4. Create a stand-out CV: Writing a CV is a task we all dread but a necessary one. Just grin and bear it. Keep it clear and concise and focus on your deliverables and outcomes. Metrics are important here. Always include a strong personal profile or bio written in the third person.

5. Be visible on LinkedIn: Using LinkedIn can be a vital part of building a professional career. It is just as important as having a strong CV. LinkedIn allows you to

- Gain exposure to hiring managers and recruiters.

- Is a great place to demonstrate your knowledge and expertise.

- You can gain social proof of your skills and talents by seeking recommendations and giving endorsements.

6. Research companies/ Sectors you are interested in: “Choose a job you love and you will never have to work a day in your life”, Confucius. Think about what causes you care deeply about or how big is the company? Is a young start up or a larger multinational going to be the right fit for you?

7. Identify your learning and development needs: Follow your interests. Information in an adult learning environment is far more likely to stick when the learner finds it both significant and relevant. When learning needs are self-directed there is a greater chance you will learn quicker and integrate the teachings then if the learning was imposed upon you.

There are fantastic government funded programmes from Springboard and Digital Skillnet. These are often completely free and lead to excellent qualifications. Before you spend money on a course be sure to check these out first!

Wellness Tip: Whether you are planning on going back to work or not. Whether you love the job you are in or are thinking of a move, you should always have your C.V. updated and ready to go. Don’t wait until you need to use it. Sit down this week and review your C.V. Give it a good polish and update any experience you have.

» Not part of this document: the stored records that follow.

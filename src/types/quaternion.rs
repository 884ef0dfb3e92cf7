use std::fmt;
use std::ops::Mul;
use std::os::raw::c_float;

use types::{component_range_panic, float_hash};

/// Mirror of the native `aiQuaternion`. Note the native component order:
/// w comes first.
#[repr(C)]
#[derive(Clone, Copy, Debug, PartialEq)]
pub struct Quaternion {
    pub w: c_float,
    pub x: c_float,
    pub y: c_float,
    pub z: c_float,
}

impl Quaternion {
    pub fn new(w: f32, x: f32, y: f32, z: f32) -> Quaternion {
        Quaternion { w, x, y, z }
    }

    /// The identity rotation.
    pub fn identity() -> Quaternion {
        Quaternion::new(1.0, 0.0, 0.0, 0.0)
    }

    /// Rewrites all four components.
    pub fn set(&mut self, w: f32, x: f32, y: f32, z: f32) {
        self.w = w;
        self.x = x;
        self.y = y;
        self.z = z;
    }

    /// Component at `index` (0 = w, 1 = x, 2 = y, 3 = z). Panics outside
    /// `0..4`.
    pub fn get(&self, index: usize) -> f32 {
        match index {
            0 => self.w,
            1 => self.x,
            2 => self.y,
            3 => self.z,
            _ => component_range_panic("Quaternion", index),
        }
    }

    pub fn set_component(&mut self, index: usize, value: f32) {
        match index {
            0 => self.w = value,
            1 => self.x = value,
            2 => self.y = value,
            3 => self.z = value,
            _ => component_range_panic("Quaternion", index),
        }
    }

    pub fn length(&self) -> f32 {
        self.length_squared().sqrt()
    }

    pub fn length_squared(&self) -> f32 {
        self.w * self.w + self.x * self.x + self.y * self.y + self.z * self.z
    }

    /// In-place normalization over all four components by the reciprocal
    /// length; a zero-length quaternion propagates IEEE infinity/NaN.
    pub fn normalize(&mut self) {
        let inv_length = 1.0 / self.length();
        self.w *= inv_length;
        self.x *= inv_length;
        self.y *= inv_length;
        self.z *= inv_length;
    }

    /// Conjugates in place: negates the vector part, leaving w untouched.
    pub fn conjugate(&mut self) {
        self.x = -self.x;
        self.y = -self.y;
        self.z = -self.z;
    }

    pub fn hash_code(&self) -> i32 {
        float_hash(self.w)
            .wrapping_add(float_hash(self.x))
            .wrapping_add(float_hash(self.y))
            .wrapping_add(float_hash(self.z))
    }
}

impl Default for Quaternion {
    fn default() -> Quaternion {
        Quaternion::identity()
    }
}

/// Hamilton product; rotation composition, not component-wise.
impl Mul for Quaternion {
    type Output = Quaternion;

    fn mul(self, rhs: Quaternion) -> Quaternion {
        Quaternion::new(
            self.w * rhs.w - self.x * rhs.x - self.y * rhs.y - self.z * rhs.z,
            self.w * rhs.x + self.x * rhs.w + self.y * rhs.z - self.z * rhs.y,
            self.w * rhs.y + self.y * rhs.w + self.z * rhs.x - self.x * rhs.z,
            self.w * rhs.z + self.z * rhs.w + self.x * rhs.y - self.y * rhs.x,
        )
    }
}

impl fmt::Display for Quaternion {
    fn fmt(&self, f: &mut fmt::Formatter) -> fmt::Result {
        write!(
            f,
            "{{W:{} X:{} Y:{} Z:{}}}",
            self.w, self.x, self.y, self.z
        )
    }
}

Exercise Tip: Fitness Tests are a great way to measure your progress. Take three exercises – 1. Jumping Jacks, 2. Push Ups, 3. Squats – Set a timer for 30 seconds. Do as many of each exercise for 30 seconds per exercise. Note the numbers. Repeat every second day for two weeks and each time, try to do one more than you did before. When you feel you have improved, extend the time to 60 seconds per exercise.

Vera’s Brown Bread

recipe by:Derval O'Rourke

This is my mother in law’s recipe and practically foolproof. That said, hers always tastes better than mine so there may be a secret ingredient that hasn’t yet been shared!

Vera’s Brown Bread



Preparation Time

5 mins

Cooking Time

35 mins

Total Time

40 mins




  • 1 lb Brown Flour (I use Howards Extra Course)
  • 1 pint of Buttermilk

  • 2 ozs. butter or margarine

  • Good Handful of Bran

  • Good Handful of Oats

  • Sprinkle of milled Flaxseed

  • 2 level teaspoons of Bread Soda

  • Poppy or Chia seeds to sprinkle on top


  1. Place all dry ingredients in the bowl (apart from the chia or poppy seeds, they are for
  2. sprinkling over at the end!)

  3. Mix in the butter. (This is easier if the butter is nice and soft)

  4. Mix in the buttermilk which should give it a porridge-like consistency.

  5. Divide between two 1 lb bowls which have been well greased.

  6. Sprinkle chia or poppy seeds on top.

  7. Bake for about ¾ of an hour at gas 5 or 6.

  8. Cool on a wire tray and wrap in a tea towel for the first 5-10 mins to keep in the moisture.